[Problem]
Retype each line of the listing below, from the first through the one holding "#[derive(Clone)]", with no other lines.

[Excerpted data]
use chrono::{DateTime, Utc};
use secrecy::Secret;
use shopauth_core::{
    Account, AccountStore, AccountStoreError, Email, PasswordHash, Role, SessionId,
};
use sqlx::postgres::PgRow;
use sqlx::{PgPool, Pool, Postgres, Row};
use uuid::Uuid;

/// Account store backed by a single `accounts` table with a role
/// column. Each instance serves one role; lookups always filter on it.
#[derive(Clone)]
pub struct PostgresAccountStore {
    pool: PgPool,
    role: Role,
}

impl PostgresAccountStore {
    pub fn new(pool: Pool<Postgres>, role: Role) -> Self {
        PostgresAccountStore { pool, role }
    }
}

fn unexpected(e: sqlx::Error) -> AccountStoreError {
    AccountStoreError::UnexpectedError(e.to_string())
}

fn account_from_row(row: &PgRow) -> Result<Account, AccountStoreError> {
    let email: String = row.try_get("email").map_err(unexpected)?;
    let email = Email::try_from(Secret::from(email))
        .map_err(|e| AccountStoreError::UnexpectedError(e.to_string()))?;

    let role: String = row.try_get("role").map_err(unexpected)?;
    let role = Role::parse(&role)
        .ok_or_else(|| AccountStoreError::UnexpectedError(format!("unknown role tag: {role}")))?;

    let password_hash: String = row.try_get("password_hash").map_err(unexpected)?;
    let session_id: Option<String> = row.try_get("session_id").map_err(unexpected)?;
    let login_attempts: i32 = row.try_get("login_attempts").map_err(unexpected)?;

    Ok(Account::hydrate(
        row.try_get::<Uuid, _>("id").map_err(unexpected)?,
        email,
        row.try_get("name").map_err(unexpected)?,
        PasswordHash::new(Secret::from(password_hash)),
        role,
        session_id.map(SessionId::from),
        row.try_get::<Option<DateTime<Utc>>, _>("last_login")
            .map_err(unexpected)?,
        login_attempts.max(0) as u32,
        row.try_get::<Option<DateTime<Utc>>, _>("lock_until")
            .map_err(unexpected)?,
        row.try_get::<Option<DateTime<Utc>>, _>("password_changed_at")
            .map_err(unexpected)?,
    ))
}

#[async_trait::async_trait]
impl AccountStore for PostgresAccountStore {
    #[tracing::instrument(name = "Adding account to PostgreSQL", skip_all)]
    async fn add_account(&self, account: Account) -> Result<(), AccountStoreError> {
        let query = sqlx::query(
            r#"
                INSERT INTO accounts
                    (id, email, name, password_hash, role, session_id,
                     last_login, login_attempts, lock_until, password_changed_at)
                VALUES ($1, $2, $3, $4, $5, $6, $7, $8, $9, $10)
            "#,
        )
        .bind(account.id())
        .bind(account.email().expose())
        .bind(account.name())
        .bind(account.password_hash().expose())
        .bind(account.role().as_str())
        .bind(account.session_id().map(|s| s.as_str().to_string()))
        .bind(account.last_login())
        .bind(account.login_attempts() as i32)
        .bind(account.lock_until())
        .bind(account.password_changed_at());

        query.execute(&self.pool).await.map_err(|e| {
            if let Some(db_err) = e.as_database_error() {
                if db_err.constraint().is_some() {
                    return AccountStoreError::AccountAlreadyExists;
                }
            }
            unexpected(e)
        })?;

        Ok(())
    }

    #[tracing::instrument(name = "Retrieving account by email from PostgreSQL", skip_all)]
    async fn find_by_email(&self, email: &Email) -> Result<Account, AccountStoreError> {
        let row = sqlx::query(
            r#"
                SELECT id, email, name, password_hash, role, session_id,
                       last_login, login_attempts, lock_until, password_changed_at
                FROM accounts
                WHERE email = $1 AND role = $2
            "#,
        )
        .bind(email.expose())
        .bind(self.role.as_str())
        .fetch_optional(&self.pool)
        .await
        .map_err(unexpected)?;

        let Some(row) = row else {
            return Err(AccountStoreError::AccountNotFound);
        };

        account_from_row(&row)
    }

    #[tracing::instrument(name = "Retrieving account by id from PostgreSQL", skip_all)]
    async fn find_by_id(&self, id: Uuid) -> Result<Account, AccountStoreError> {
        let row = sqlx::query(
            r#"
                SELECT id, email, name, password_hash, role, session_id,
                       last_login, login_attempts, lock_until, password_changed_at
                FROM accounts
                WHERE id = $1 AND role = $2
            "#,
        )
        .bind(id)
        .bind(self.role.as_str())
        .fetch_optional(&self.pool)
        .await
        .map_err(unexpected)?;

        let Some(row) = row else {
            return Err(AccountStoreError::AccountNotFound);
        };

        account_from_row(&row)
    }

    #[tracing::instrument(name = "Saving account to PostgreSQL", skip_all)]
    async fn save(&self, account: &Account) -> Result<(), AccountStoreError> {
        let result = sqlx::query(
            r#"
                UPDATE accounts
                SET password_hash = $2,
                    session_id = $3,
                    last_login = $4,
                    login_attempts = $5,
                    lock_until = $6,
                    password_changed_at = $7
                WHERE id = $1
            "#,
        )
        .bind(account.id())
        .bind(account.password_hash().expose())
        .bind(account.session_id().map(|s| s.as_str().to_string()))
        .bind(account.last_login())
        .bind(account.login_attempts() as i32)
        .bind(account.lock_until())
        .bind(account.password_changed_at())
        .execute(&self.pool)
        .await
        .map_err(unexpected)?;

        if result.rows_affected() == 0 {
            return Err(AccountStoreError::AccountNotFound);
        }

        Ok(())
    }
}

[Answer below]
use chrono::{DateTime, Utc};
use secrecy::Secret;
use shopauth_core::{
    Account, AccountStore, AccountStoreError, Email, PasswordHash, Role, SessionId,
};
use sqlx::postgres::PgRow;
use sqlx::{PgPool, Pool, Postgres, Row};
use uuid::Uuid;

/// Account store backed by a single `accounts` table with a role
/// column. Each instance serves one role; lookups always filter on it.
#[derive(Clone)]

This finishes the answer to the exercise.